Figure 1. Diagram illustrating the Ahr- and Nrf2-dependent signaling pathways and interactions between them.

Ahr is constitutively expressed in the cytoplasm of cells, and binds a variety of ligands including HAHs such as non-ortho PCBs. Upon ligand binding, Ahr translocates to the nucleus where it dimerizes with the Arnt and binds to XREs in the promoter region of numerous target genes including Phase I enzymes such as Cyp1a, some phase II enzymes, and the oxidant-responsive transcription factor Nrf2. Some planar structures that are potent Ahr agonists are poor substrates for metabolism by CYP1 enzymes (White et al. 1997) and can uncouple the CYP1 reaction cycle, generating ROS (Schlezinger et al. 2006). ROS from this and other sources can activate Nrf2. Nrf2 is found constitutively in the cytoplasm bound to a repressor protein, Keap1. Under unstressed conditions, Keap1 sequesters Nrf2 in the cytoplasm, targeting it for proteasomal degradation.
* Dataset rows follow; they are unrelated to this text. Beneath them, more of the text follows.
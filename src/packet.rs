use std::{fmt, ops::Deref};

use chrono::{DateTime, TimeZone, Utc};

use crate::Error;

/// Smallest possible IPv4 header, in bytes.
pub const IPV4_MIN_HEADER_LEN: usize = 20;
/// Offset of the protocol field within the IPv4 header.
pub const IPV4_PROTOCOL_OFFSET: usize = 9;
/// IANA protocol number of TCP.
pub const IPPROTO_TCP: u8 = 6;

/// Returns true if `datagram` is long enough to hold an IPv4 header and its protocol field says
/// TCP.
pub fn is_ipv4_tcp(datagram: &[u8]) -> bool {
    datagram.len() >= IPV4_MIN_HEADER_LEN && datagram[IPV4_PROTOCOL_OFFSET] == IPPROTO_TCP
}

/// A datagram accepted by the capture loop together with the wall-clock time it was received.
///
/// The payload is a private copy of the receive buffer and includes the IPv4 header.
#[derive(Debug, Clone, PartialEq, Eq)]
pub struct CapturedPacket {
    data: Box<[u8]>,
    timestamp: DateTime<Utc>,
}

impl CapturedPacket {
    /// Copies `data` into a new packet stamped with `timestamp`.
    pub fn new(data: &[u8], timestamp: DateTime<Utc>) -> CapturedPacket {
        CapturedPacket {
            data: data.into(),
            timestamp,
        }
    }

    /// Copies `data` into a new packet stamped with the current time.
    pub fn now(data: &[u8]) -> CapturedPacket {
        CapturedPacket::new(data, Utc::now())
    }

    /// The captured bytes
    pub fn data(&self) -> &[u8] {
        &self.data
    }

    /// The time the packet was received
    pub fn timestamp(&self) -> DateTime<Utc> {
        self.timestamp
    }
}

impl Deref for CapturedPacket {
    type Target = [u8];

    fn deref(&self) -> &[u8] {
        &self.data
    }
}

/// The 16-byte record header that precedes every packet in a savefile.
#[derive(Copy, Clone, PartialEq, Eq)]
pub struct PacketHeader {
    /// Seconds since the Unix epoch, UTC
    pub ts_sec: u32,
    /// Microseconds within the second, 0 to 999999
    pub ts_usec: u32,
    /// The number of bytes of the packet stored in the file
    pub caplen: u32,
    /// The length of the packet on the wire
    pub len: u32,
}

impl PacketHeader {
    /// Encoded size of a record header.
    pub const LEN: usize = 16;

    /// Builds the record header for `packet`.
    ///
    /// Sub-microsecond precision is truncated. Both length fields are the payload length since
    /// rawcap never stores a partial datagram.
    pub fn for_packet(packet: &CapturedPacket) -> Result<PacketHeader, Error> {
        let (ts_sec, ts_usec) = split_timestamp(packet.timestamp)?;
        let len = u32::try_from(packet.len()).map_err(|_| Error::PayloadTooLarge(packet.len()))?;
        Ok(PacketHeader {
            ts_sec,
            ts_usec,
            caplen: len,
            len,
        })
    }

    /// The time encoded in this header, or `None` if `ts_usec` is not a valid microsecond count.
    pub fn timestamp(&self) -> Option<DateTime<Utc>> {
        if self.ts_usec > 999_999 {
            return None;
        }
        Utc.timestamp_opt(self.ts_sec as i64, self.ts_usec * 1000)
            .single()
    }

    /// Little-endian wire layout.
    pub fn to_bytes(&self) -> [u8; PacketHeader::LEN] {
        let mut buf = [0u8; PacketHeader::LEN];
        buf[0..4].copy_from_slice(&self.ts_sec.to_le_bytes());
        buf[4..8].copy_from_slice(&self.ts_usec.to_le_bytes());
        buf[8..12].copy_from_slice(&self.caplen.to_le_bytes());
        buf[12..16].copy_from_slice(&self.len.to_le_bytes());
        buf
    }
}

impl fmt::Debug for PacketHeader {
    fn fmt(&self, f: &mut fmt::Formatter<'_>) -> fmt::Result {
        write!(
            f,
            "PacketHeader {{ ts: {}.{:06}, caplen: {}, len: {} }}",
            self.ts_sec, self.ts_usec, self.caplen, self.len
        )
    }
}

fn split_timestamp(ts: DateTime<Utc>) -> Result<(u32, u32), Error> {
    let secs = u32::try_from(ts.timestamp()).map_err(|_| Error::TimestampOutOfRange)?;
    // chrono reports a leap second as nanos >= 1_000_000_000.
    let usecs = ts.timestamp_subsec_micros().min(999_999);
    Ok((secs, usecs))
}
ROS and electrophiles cause release and nuclear accumulation of Nrf2. In the nucleus, Nrf2, associates with small MAF proteins and binds to antioxidant response elements (AREs) in the promoter regions of a set of cytoprotective genes encoding antioxidant and phase II enzymes (Kobayashi et al. 2006). Among the Nrf2 target genes is Ahr, closing the loop on Ahr-Nrf2 cross-talk. See text for additional details.